I'll have a .1uf bypass cap near the Atmega on its supply pin, and on the supply pins of all my other chips. I assume those will perform the same function as placing one by the regulator.

The capacitor on the Atmega helps the Atmega when it sees a transient load spike. However, everything else powered off the 5V rail will also generate some amount of interference. Are you using PWM output for the servo control? LEDs? Other peripherals? Each of those are hooked to the 5V rail somehow, and contribute a little bit of EMI, which you can conveniently filter at the power regulator output, if you really worry about it.
For a battery powered board, it's not clear that I personally would actually worry about that case, but then, I have not shipped 2 million instances of any hardware design
Also, instead of a 16V part on the output, if size is a problem, consider 10V, or maybe even 8V or 6.3V if you're feeling adventurous.

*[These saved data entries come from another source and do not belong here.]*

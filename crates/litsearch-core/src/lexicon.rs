//! A file-backed concept lexicon.
//!
//! Serves as both the concept annotator (whole-word, case-insensitive name
//! and synonym matching) and the facet label resolver. The file looks like:
//!
//! ```json
//! {
//!   "concepts": [{ "id": "D001249", "name": "Asthma", "types": ["Disease"], "synonyms": ["bronchial asthma"] }],
//!   "dimensions": { "tr": "Tree Numbers" },
//!   "labels": { "tr": { "C08": "Respiratory Tract Diseases", "C08.127": "Bronchial Diseases" } }
//! }
//! ```

use serde::Deserialize;
use std::collections::HashMap;
use std::path::Path;

use crate::error::{Error, Result};
use crate::facet::PATH_SEPARATOR;
use crate::traits::{ConceptAnnotator, LabelResolver};
use crate::types::Concept;

#[derive(Debug, Clone, Deserialize)]
struct LexiconEntry {
    id: String,
    name: String,
    #[serde(default)]
    types: Vec<String>,
    #[serde(default)]
    synonyms: Vec<String>,
}

#[derive(Debug, Clone, Default, Deserialize)]
struct LexiconFile {
    #[serde(default)]
    concepts: Vec<LexiconEntry>,
    #[serde(default)]
    dimensions: HashMap<String, String>,
    #[serde(default)]
    labels: HashMap<String, HashMap<String, String>>,
}

#[derive(Debug, Clone, Default)]
pub struct Lexicon {
    entries: Vec<LexiconEntry>,
    /// Tokenized name and synonyms of each entry, same index as `entries`.
    forms: Vec<Vec<Vec<String>>>,
    dimensions: HashMap<String, String>,
    labels: HashMap<String, HashMap<String, String>>,
}

fn words(text: &str) -> Vec<String> {
    text.split(|c: char| !c.is_alphanumeric())
        .filter(|w| !w.is_empty())
        .map(str::to_lowercase)
        .collect()
}

impl Lexicon {
    pub fn load(path: &Path) -> Result<Self> {
        let raw = std::fs::read_to_string(path)
            .map_err(|e| Error::NotFound(format!("lexicon {}: {e}", path.display())))?;
        Self::from_json(&raw)
    }

    pub fn from_json(raw: &str) -> Result<Self> {
        let file: LexiconFile =
            serde_json::from_str(raw).map_err(|e| Error::InvalidConfig(format!("lexicon: {e}")))?;
        let forms = file
            .concepts
            .iter()
            .map(|entry| {
                std::iter::once(&entry.name)
                    .chain(&entry.synonyms)
                    .map(|form| words(form))
                    .filter(|w| !w.is_empty())
                    .collect()
            })
            .collect();
        Ok(Self { entries: file.concepts, forms, dimensions: file.dimensions, labels: file.labels })
    }

    pub fn len(&self) -> usize {
        self.entries.len()
    }

    pub fn is_empty(&self) -> bool {
        self.entries.is_empty()
    }
}

impl ConceptAnnotator for Lexicon {
    /// Concepts in order of first mention; `score` is the number of mentions.
    fn annotate(&self, text: &str) -> Result<Vec<Concept>> {
        let tokens = words(text);
        let mut found: Vec<(usize, Concept)> = Vec::new();
        for (entry, forms) in self.entries.iter().zip(&self.forms) {
            let mut first = None;
            let mut mentions = 0usize;
            let mut matched_form = None;
            for form in forms {
                for (pos, window) in tokens.windows(form.len()).enumerate() {
                    if window == form.as_slice() {
                        mentions += 1;
                        if first.map_or(true, |f| pos < f) {
                            first = Some(pos);
                            matched_form = Some(form.join(" "));
                        }
                    }
                }
            }
            if let Some(pos) = first {
                let mut concept = Concept::new(entry.id.clone(), entry.name.clone());
                concept.types = entry.types.clone();
                concept.score = Some(mentions as f64);
                concept.context = matched_form.map(serde_json::Value::String);
                found.push((pos, concept));
            }
        }
        found.sort_by(|a, b| a.0.cmp(&b.0).then_with(|| a.1.id.cmp(&b.1.id)));
        Ok(found.into_iter().map(|(_, c)| c).collect())
    }
}

impl LabelResolver for Lexicon {
    fn display_name(&self, dimension: &str, path: &[String]) -> Option<String> {
        if path.is_empty() {
            return self.dimensions.get(dimension).cloned();
        }
        let key = path.join(&PATH_SEPARATOR.to_string());
        self.labels.get(dimension)?.get(&key).cloned()
    }
}

#[cfg(test)]
mod tests {
    use super::*;

    const LEXICON: &str = r#"{
        "concepts": [
            { "id": "D001249", "name": "Asthma", "types": ["Disease"], "synonyms": ["bronchial asthma"] },
            { "id": "D006333", "name": "Heart Failure", "types": ["Disease"] },
            { "id": "D005947", "name": "Glucose" }
        ],
        "dimensions": { "tr": "Tree Numbers" },
        "labels": { "tr": { "C08": "Respiratory Tract Diseases", "C08.127": "Bronchial Diseases" } }
    }"#;

    #[test]
    fn annotates_whole_words_in_mention_order() {
        let lexicon = Lexicon::from_json(LEXICON).expect("lexicon");
        let concepts = lexicon.annotate("Heart failure in children with ASTHMA; asthma outcomes").expect("annotate");
        let ids: Vec<_> = concepts.iter().map(|c| c.id.as_str()).collect();
        assert_eq!(ids, ["D006333", "D001249"]);
        assert_eq!(concepts[1].score, Some(2.0));
        assert_eq!(concepts[1].types, vec!["Disease".to_string()]);

        assert!(lexicon.annotate("hyperglucosemia").expect("annotate").is_empty());
    }

    #[test]
    fn resolves_dimension_and_path_labels() {
        let lexicon = Lexicon::from_json(LEXICON).expect("lexicon");
        assert_eq!(lexicon.display_name("tr", &[]).as_deref(), Some("Tree Numbers"));
        assert_eq!(
            lexicon.display_name("tr", &["C08".into(), "127".into()]).as_deref(),
            Some("Bronchial Diseases")
        );
        assert_eq!(lexicon.display_name("tr", &["C04".into()]), None);
        assert_eq!(lexicon.display_name("mesh", &["C08".into()]), None);
    }

    #[test]
    fn rejects_invalid_json() {
        assert!(matches!(Lexicon::from_json("{ nope"), Err(Error::InvalidConfig(_))));
    }
}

The output is, after all, only 5V...

The 16v aluminum ones are actually the same price and size as the 10v version on Digikey:

The only other difference is the ripple current, but I'm not sure exactly what that is yet, or if more or less is better.

I went with the 16v one mainly because some fab houses (Screaming Circuits for example) charge you extra ($10) for each unique part number, and charge extra for cut tape (and Digkey charges $7 to reel them), so on the off chance I needed to use these caps on my input as well, to save myself some money I went for the higher voltage.

The only smaller ones are 6.3v, but the vast majority of sites I've looked at say to derate your caps to 2x the voltage you plan to run them at, so I'd like to stick to 10v or 16v.